The earlier post was about two Board decisions that considered whether this phrase was indefinite, since the phrase was amenable to two interpretations. One decision said indefinite, one said not indefinite.
I've found another decision in which the Board came at this phrase from a different angle – claim construction rather than indefiniteness.
In Ex parte Scherpbier, the claim limitation read "identifying a first number of patients at a particular location awaiting processing at a particular treatment process stage." The Applicant argued that the prior art did not identify the actual number in the phrase “a … number of patients.” The Board said the claim did not require this.
... The issue here is the proper interpretation of this phrase. Unfortunately, Appellants chose an English language idiom generally referring to an indefinite group of patients for this limitation. In the face of a limitation susceptible to plural reasonable interpretations, the Office may test each interpretation against the art, because “[i]t is the applicants’ burden to precisely define the invention, not the PTO’s.” In re Morris, 127 F.3d 23 1048, 1056 (Fed. Cir. 1997).The Board did not enter a new indefiniteness rejection.
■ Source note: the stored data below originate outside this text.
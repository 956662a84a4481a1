//! Scripted `FileReader` whose events are fired by the test.

#![allow(dead_code)]

use file_reader_streams::{
    EventKind, FileReader, ListenerId, ListenerOptions, ProgressEvent, ReadMode, ReadResult,
    ReaderEvent, ReaderFactory, ReadyState, platform::Listener, platform::SharedPtr,
};
use std::sync::Mutex;

#[derive(Debug, Clone, PartialEq, Eq)]
pub struct ScriptError(pub &'static str);

struct Slot {
    id: ListenerId,
    kind: EventKind,
    once: bool,
    listener: Option<Listener<ScriptError>>,
}

struct Script {
    next_id: u64,
    slots: Vec<Slot>,
    ready_state: ReadyState,
    started: Vec<ReadMode>,
    aborts: usize,
    reject_start: Option<ScriptError>,
}

#[derive(Clone)]
pub struct ScriptedReader(SharedPtr<Mutex<Script>>);

impl ScriptedReader {
    fn new(reject_start: Option<ScriptError>) -> Self {
        Self(SharedPtr::new(Mutex::new(Script {
            next_id: 0,
            slots: Vec::new(),
            ready_state: ReadyState::Empty,
            started: Vec::new(),
            aborts: 0,
            reject_start,
        })))
    }

    pub fn fire(&self, event: ReaderEvent<ScriptError>) {
        let kind = event.kind();
        let ids: Vec<ListenerId> = self
            .0
            .lock()
            .unwrap()
            .slots
            .iter()
            .filter(|s| s.kind == kind)
            .map(|s| s.id)
            .collect();

        for id in ids {
            let taken = {
                let mut script = self.0.lock().unwrap();
                match script.slots.iter().position(|s| s.id == id) {
                    Some(pos) if script.slots[pos].once => {
                        script.slots.remove(pos).listener.map(|l| (l, true))
                    }
                    Some(pos) => script.slots[pos].listener.take().map(|l| (l, false)),
                    None => None,
                }
            };
            if let Some((mut listener, once)) = taken {
                listener(&event);
                if !once {
                    let mut script = self.0.lock().unwrap();
                    if let Some(slot) = script.slots.iter_mut().find(|s| s.id == id) {
                        slot.listener = Some(listener);
                    }
                }
            }
        }
    }

    pub fn load_start(&self, total: u64) {
        self.fire(ReaderEvent::LoadStart(ProgressEvent::new(true, 0, total)));
    }

    pub fn progress(&self, loaded: u64, total: u64) {
        self.fire(ReaderEvent::Progress(ProgressEvent::new(true, loaded, total)));
    }

    pub fn load(&self, loaded: u64, total: u64, result: ReadResult) {
        self.0.lock().unwrap().ready_state = ReadyState::Done;
        let end = ProgressEvent::new(true, loaded, total);
        self.fire(ReaderEvent::Load(end, result));
        self.fire(ReaderEvent::LoadEnd(end));
    }

    pub fn fail(&self, error: ScriptError) {
        self.0.lock().unwrap().ready_state = ReadyState::Done;
        self.fire(ReaderEvent::Error(error));
        self.fire(ReaderEvent::LoadEnd(ProgressEvent::default()));
    }

    pub fn listener_count(&self) -> usize {
        self.0.lock().unwrap().slots.len()
    }

    pub fn abort_count(&self) -> usize {
        self.0.lock().unwrap().aborts
    }

    pub fn started(&self) -> Vec<ReadMode> {
        self.0.lock().unwrap().started.clone()
    }

    fn start(&self, mode: ReadMode) -> Result<(), ScriptError> {
        let mut script = self.0.lock().unwrap();
        if let Some(error) = script.reject_start.clone() {
            return Err(error);
        }
        script.started.push(mode);
        script.ready_state = ReadyState::Loading;
        Ok(())
    }
}

impl FileReader for ScriptedReader {
    type Blob = &'static str;
    type Error = ScriptError;

    fn add_event_listener(
        &self,
        kind: EventKind,
        listener: Listener<ScriptError>,
        options: ListenerOptions,
    ) -> ListenerId {
        let mut script = self.0.lock().unwrap();
        script.next_id += 1;
        let id = ListenerId(script.next_id);
        script.slots.push(Slot {
            id,
            kind,
            once: options.once,
            listener: Some(listener),
        });
        id
    }

    fn remove_event_listener(&self, kind: EventKind, id: ListenerId) {
        self.0
            .lock()
            .unwrap()
            .slots
            .retain(|s| !(s.id == id && s.kind == kind));
    }

    fn read_as_data_url(&self, _blob: &&'static str) -> Result<(), ScriptError> {
        self.start(ReadMode::DataUrl)
    }

    fn read_as_binary_string(&self, _blob: &&'static str) -> Result<(), ScriptError> {
        self.start(ReadMode::BinaryString)
    }

    fn read_as_text(&self, _blob: &&'static str) -> Result<(), ScriptError> {
        self.start(ReadMode::Text)
    }

    fn read_as_array_buffer(&self, _blob: &&'static str) -> Result<(), ScriptError> {
        self.start(ReadMode::ArrayBuffer)
    }

    fn ready_state(&self) -> ReadyState {
        self.0.lock().unwrap().ready_state
    }

    fn abort(&self) {
        let mut script = self.0.lock().unwrap();
        script.aborts += 1;
        script.ready_state = ReadyState::Done;
    }
}

/// Hands out scripted readers and remembers them for inspection.
#[derive(Clone, Default)]
pub struct ScriptedFactory {
    readers: SharedPtr<Mutex<Vec<ScriptedReader>>>,
    reject_start: Option<ScriptError>,
}

impl ScriptedFactory {
    pub fn new() -> Self {
        Self::default()
    }

    pub fn rejecting(error: ScriptError) -> Self {
        Self {
            readers: SharedPtr::default(),
            reject_start: Some(error),
        }
    }

    pub fn created(&self) -> usize {
        self.readers.lock().unwrap().len()
    }

    pub fn reader(&self, index: usize) -> ScriptedReader {
        self.readers.lock().unwrap()[index].clone()
    }
}

impl ReaderFactory for ScriptedFactory {
    type Reader = ScriptedReader;

    fn create_reader(&self) -> ScriptedReader {
        let reader = ScriptedReader::new(self.reject_start.clone());
        self.readers.lock().unwrap().push(reader.clone());
        reader
    }
}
Although it is possible to interpret the claim as identifying the actual numeric total of such patients, it is equally proper to interpret the claim as identifying some indefinite group of patients. [Indirect reference to definition from McGraw-Hill Dictionary of American Idioms and Phrasal Verbs.] The art clearly identifies such an indefinite group, and this is how the Examiner interpreted the claim phrasing.
Given no clear exclusion of such an interpretation in the claim, we find the Examiner’s construction reasonable in view of the ordinary and customary idiomatic usage of this phrasing and the art describes such identification.